10 Intriguing Facts about Palermo
Palermo is the cultural capital of Sicily for 2018 and with a great choice of places to eat, fantastic entertainment and plenty of hidden gems to discover, we can see why. Here are 10 facts about this amazing location:
1. Palermo’s Location and population
Sicily is the largest island in the Mediterranean Sea and Palermo is Sicily’s largest city, with a population over 680,000. It is on the northwest coast of the island and looks over the Tyrrhenian Sea. The main beach in Palermo is Mondello and is perfect for snorkelling and swimming in the clear turquoise waters.
2. Mountains of Palermo
Palermo has stunning views, not only of the ocean but of a mountain range. Mount Pellegrino towers above the cities bay, providing panoramic views of the city. In the distance, the Madonie Regional Park can be seen, with snow-capped mountains as a backdrop to Palermo during the winter. These mountains are a protected nature reserve and are home to a range of plants that are not found anywhere else in the word.
3. Palermo Climate
Palermo enjoys a hot, Mediterranean climate which makes it warm and dry for much of the year. The hottest months are from late April to August, and this is also when the sea temperature is the warmest. There are long, warm summers and winter rains.
4. Port of Palermo
Palermo has a natural harbour, which has been built upon and used throughout history as the main port of Sicily, large boats holding passengers and goods have been coming in and out for the port for centuries. Shipping fruits, fish and chemicals, the port has been the foundation and driving force of the growth of the whole island.
5. History of Palermo
The culture of Palermo has been ever changing throughout history, as it has, on many occasions been conquered and invaded. Visiting Palermo provides a great understanding of the island, it is a unique place, like no other city, with a variety of architecture and traditions. The earliest records of civilisation in Palermo was in 8,000 BC, evidence of the existence of people in the area can be found in the wall art in caves just outside the city centre, drawn by people know as Sicani. Palermo has been invaded and taken over by Phoenicians, the Carthaginians, Romans, Saracens and the Normans, each implementing their traditions, erecting elaborate and recognisable buildings that represent their people. Empires were built on the remains of the last, and each street has buildings from different periods of time and new invaders.
6. Palermo’s many names
Many of the invaders renamed Palermo once they had taken it over and settled. The Phoenicians named it Ziz, meaning flower. The Greeks called it Panormus, meaning ‘complete port,’ and Arabic invaders renamed it Balarm.
7. Italy’s biggest Opera house
The Teatro Massimo opened its doors to the public in 1897, and it is not only the biggest theatre in Italy, but one of the biggest theatres in Europe. The auditorium can seat over 3000 attendants and the program includes operas, plays, dance and classical music. It is famous for not only its size but the famous flower wheel painting by Luigi Di Giovanni, the royal box and its feature in the final shooting scene in the film, The Godfather, which takes place on the entrance steps.

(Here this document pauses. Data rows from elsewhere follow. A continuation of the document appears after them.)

use serde::{Deserialize, Serialize};

use super::{StaticRecord, StaticTable};
use crate::error::MappingError;

/// Pre-provisioned human identity.
#[derive(Debug, Clone, PartialEq, Eq, Serialize, Deserialize)]
#[serde(deny_unknown_fields)]
pub struct StaticUser {
    pub username: String,
    /// External tenant ids the user may act on. Empty means unrestricted.
    #[serde(default)]
    pub tenants: Vec<String>,
    #[serde(default)]
    pub scopes: Vec<String>,
}

impl StaticUser {
    pub fn allows_tenant(&self, external_tenant_id: &str) -> bool {
        self.tenants.is_empty() || self.tenants.iter().any(|t| t == external_tenant_id)
    }
}

impl StaticRecord for StaticUser {
    const KIND: &'static str = "static user";

    fn name(&self) -> &str {
        &self.username
    }
}

pub type StaticUserRepository = StaticTable<StaticUser>;

impl StaticTable<StaticUser> {
    /// Unknown users are Unauthorized: NotFound is reserved for tenant
    /// lookups, which callers recover from.
    pub fn get(&self, username: &str) -> Result<StaticUser, MappingError> {
        self.find(username).ok_or_else(|| {
            MappingError::unauthorized(format!("static user {} is not provisioned", username))
        })
    }
}
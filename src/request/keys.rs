//! Well-known claim keys and header names.

/// Header carrying the client id extracted from an mTLS certificate.
pub const CLIENT_ID_CERT_HEADER: &str = "Client-Id-From-Certificate";
/// Header naming the component that validated the client certificate.
pub const CLIENT_CERT_ISSUER_HEADER: &str = "Client-Certificate-Issuer";
/// Header carrying the client id of a redeemed one-time token.
pub const CLIENT_ID_TOKEN_HEADER: &str = "Client-Id-From-Token";
/// Request header naming the tenant a certificate caller acts on.
pub const TENANT_HEADER: &str = "Tenant";

/// Issuer marker of certificates minted by the external certificate service.
pub const EXTERNAL_ISSUER: &str = "certificate-service";

pub const CLIENT_ID_KEY: &str = "client_id";
pub const USERNAME_KEY: &str = "name";
pub const SCOPES_KEY: &str = "scope";
pub const EXTERNAL_TENANT_KEY: &str = "tenant";
pub const USER_GROUPS_KEY: &str = "groups";
pub const AUTHENTICATOR_COORDINATES_KEY: &str = "authenticator_coordinates";
pub const CONSUMER_TYPE_KEY: &str = "consumer_type";
pub const ACCESS_LEVELS_KEY: &str = "tenant_access_levels";

/// Access level allowing a certificate to act without a tenant.
pub const GLOBAL_ACCESS_LEVEL: &str = "global";

// Keys written back into `extra` on the response.
pub const OBJECT_ID_KEY: &str = "objectID";
pub const OBJECT_TYPE_KEY: &str = "objectType";
pub const CONSUMER_TENANT_KEY: &str = "consumerTenant";
pub const EXTERNAL_TENANT_OUT_KEY: &str = "externalTenant";
// Core modules
pub mod api;
pub mod authenticator;
pub mod config;
pub mod dispatcher;
pub mod error;
pub mod jwks;
pub mod model;
pub mod providers;
pub mod repository;
pub mod request;
pub mod runtime_mapping;
pub mod scopes;
pub mod statics;
pub mod types;
pub mod utils;

#[cfg(test)]
mod test_support;

// Re-export key types and functions
pub use authenticator::{AuthenticatorConfig, Authenticators};
pub use config::HydratorConfig;
pub use dispatcher::{Components, Dispatcher, REGISTRATION_ORDER};
pub use error::{ErrorKind, MappingError};
pub use model::{AuthDetails, AuthFlow, ConsumerType, ObjectContext, ProviderKind, TenantContext};
pub use request::{RequestBody, RequestData};
pub use types::{ExternalTenantId, InternalTenantId, SystemAuthId};

use std::sync::Arc;

use repository::{InMemoryRuntimeRepository, InMemorySystemAuthService, InMemoryTenantRepository};
use scopes::FileScopesGetter;
use statics::{StaticGroupRepository, StaticUserRepository};

/// Everything loaded from the files named in a [`HydratorConfig`].
pub struct Loaded {
    pub components: Components,
    pub scopes: Arc<FileScopesGetter>,
    pub runtimes: Arc<InMemoryRuntimeRepository>,
}

/// Load every table referenced by `config` and assemble the provider
/// collaborators.
pub fn load_components(config: &HydratorConfig) -> anyhow::Result<Loaded> {
    let scopes = Arc::new(FileScopesGetter::load(&config.scopes_path)?);
    let tenants = InMemoryTenantRepository::load(&config.tenants_path)?;
    let system_auths = InMemorySystemAuthService::load(&config.system_auths_path)?;
    let static_users = StaticUserRepository::load(&config.static_users_path)?;
    let static_groups = StaticGroupRepository::load(&config.static_groups_path)?;
    let runtimes = match &config.runtimes_path {
        Some(path) => InMemoryRuntimeRepository::load(path)?,
        None => InMemoryRuntimeRepository::default(),
    };

    let components = Components {
        tenants: Arc::new(tenants),
        system_auths: Arc::new(system_auths),
        scopes: scopes.clone(),
        static_users: Arc::new(static_users),
        static_groups: Arc::new(static_groups),
        authenticators: Authenticators::new(config.authenticators.clone()),
    };

    Ok(Loaded {
        components,
        scopes,
        runtimes: Arc::new(runtimes),
    })
}
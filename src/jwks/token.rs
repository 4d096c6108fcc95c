use std::str::FromStr;

use base64::Engine;
use base64::engine::general_purpose::URL_SAFE_NO_PAD;
use jsonwebtoken::Algorithm;
use serde::Deserialize;
use serde::de::DeserializeOwned;
use serde_json::{Map, Value};

use super::JwksError;

#[derive(Debug, Clone, Deserialize)]
struct RawHeader {
    alg: String,
    #[serde(default)]
    kid: Option<String>,
}

/// Compact JWT split into its parts, before any signature check.
#[derive(Debug, Clone)]
pub struct UnverifiedToken {
    raw: String,
    alg: String,
    kid: Option<String>,
    claims: Map<String, Value>,
}

impl UnverifiedToken {
    pub fn parse(token: &str) -> Result<Self, JwksError> {
        if token.is_empty() {
            return Err(JwksError::MalformedToken("token cannot be empty".to_string()));
        }

        let mut parts = token.split('.');
        let (Some(header), Some(payload), Some(_signature), None) =
            (parts.next(), parts.next(), parts.next(), parts.next())
        else {
            return Err(JwksError::MalformedToken(
                "expected three dot-separated segments".to_string(),
            ));
        };

        let header: RawHeader = decode_segment(header, "header")?;
        let claims: Map<String, Value> = decode_segment(payload, "payload")?;

        Ok(Self {
            raw: token.to_string(),
            alg: header.alg,
            kid: header.kid,
            claims,
        })
    }

    pub fn raw(&self) -> &str {
        &self.raw
    }

    /// Algorithm name exactly as written in the header.
    pub fn alg_name(&self) -> &str {
        &self.alg
    }

    pub fn is_unsigned(&self) -> bool {
        self.alg.eq_ignore_ascii_case("none")
    }

    pub fn algorithm(&self) -> Result<Algorithm, JwksError> {
        Algorithm::from_str(&self.alg).map_err(|_| JwksError::UnsupportedAlgorithm(self.alg.clone()))
    }

    pub fn kid(&self) -> Option<&str> {
        self.kid.as_deref()
    }

    pub fn require_kid(&self) -> Result<&str, JwksError> {
        self.kid().filter(|k| !k.is_empty()).ok_or(JwksError::MissingKeyId)
    }

    pub fn issuer(&self) -> Result<&str, JwksError> {
        self.claims
            .get("iss")
            .and_then(Value::as_str)
            .filter(|s| !s.is_empty())
            .ok_or(JwksError::MissingIssuer)
    }

    pub fn claims(&self) -> &Map<String, Value> {
        &self.claims
    }

    pub fn into_claims(self) -> Map<String, Value> {
        self.claims
    }
}

fn decode_segment<T: DeserializeOwned>(segment: &str, what: &str) -> Result<T, JwksError> {
    let bytes = URL_SAFE_NO_PAD
        .decode(segment.trim_end_matches('='))
        .map_err(|e| JwksError::MalformedToken(format!("invalid {} encoding: {}", what, e)))?;
    serde_json::from_slice(&bytes)
        .map_err(|e| JwksError::MalformedToken(format!("invalid {} JSON: {}", what, e)))
}

#[cfg(test)]
mod tests {
    use super::*;
    use crate::jwks::test_keys;
    use serde_json::json;

    fn unsigned(header: Value, claims: Value) -> String {
        format!(
            "{}.{}.",
            URL_SAFE_NO_PAD.encode(header.to_string()),
            URL_SAFE_NO_PAD.encode(claims.to_string())
        )
    }

    #[test]
    fn test_parse_signed_token() {
        let token = test_keys::sign("key-1", &json!({"iss": "https://idp", "sub": "u"}));
        let parsed = UnverifiedToken::parse(&token).unwrap();
        assert_eq!(parsed.algorithm().unwrap(), Algorithm::RS256);
        assert_eq!(parsed.require_kid().unwrap(), "key-1");
        assert_eq!(parsed.issuer().unwrap(), "https://idp");
        assert_eq!(parsed.claims()["sub"], json!("u"));
    }

    #[test]
    fn test_parse_unsigned_token() {
        let token = unsigned(json!({"alg": "none"}), json!({"sub": "u"}));
        let parsed = UnverifiedToken::parse(&token).unwrap();
        assert!(parsed.is_unsigned());
        assert!(matches!(parsed.algorithm(), Err(JwksError::UnsupportedAlgorithm(_))));
        assert!(matches!(parsed.require_kid(), Err(JwksError::MissingKeyId)));
        assert!(matches!(parsed.issuer(), Err(JwksError::MissingIssuer)));
    }

    #[test]
    fn test_parse_rejects_garbage() {
        assert!(matches!(UnverifiedToken::parse(""), Err(JwksError::MalformedToken(_))));
        assert!(matches!(UnverifiedToken::parse("a.b"), Err(JwksError::MalformedToken(_))));
        assert!(matches!(
            UnverifiedToken::parse("!!.??.sig"),
            Err(JwksError::MalformedToken(_))
        ));
    }
}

8. The Feast of Saint Rosalia
The Feast of Saint Rosalia is one of the most important events in Palermo. The procession through the city takes place every year in July; buildings are illuminated, there are fireworks and a large parade. It is a celebration of Saint Rosalia; when the plague was infecting the city, a hunter claimed to have received a vision from her, he collected her bones from a cave outside of Palermo and then paraded them through the city, a few days after, the plague was no longer haunting the people. The festival is a symbol of victory of life, over death.
9. Opera dei Pupi – traditional puppet theatre
Traditional puppet theatre has been a popular form of entertainment from as early as the 15th century. It is a tradition that is widespread on the island, but its roots are in Palermo. Still today, locals and visitors come to enjoy and watch these spectacular performances. The acts are based upon Sicilian fables, local legend and history. The puppets and sets are all handmade, and there is a puppet museum in the city centre.
10. Catacombs of the Capuchins
A fascination for the history and horror lovers, the 16th-century building is home to over 8000 mummified bodies, the underground tunnels where created when Monks ran out of room in their cemetery and wanted to preserve the lives of important or wealthy people. The mummification began with just monks, priests and soldiers but it began to be a status symbol to be rested there and a luxury which could be enjoyed by the rich too. The last mummy to be added was in 1920, but some are up to 400 years old. For visitors that enjoy the bizarre and unusual, this is the place for you.
We hope these facts will be of interest to you during your stay in our family villas in Sicily. Whether you embrace the puppet theatre, brave the mummies or spend your time in the mountains, Palermo has an incredible history, stunning landscape and fascinating traditions which all make for the perfect city break.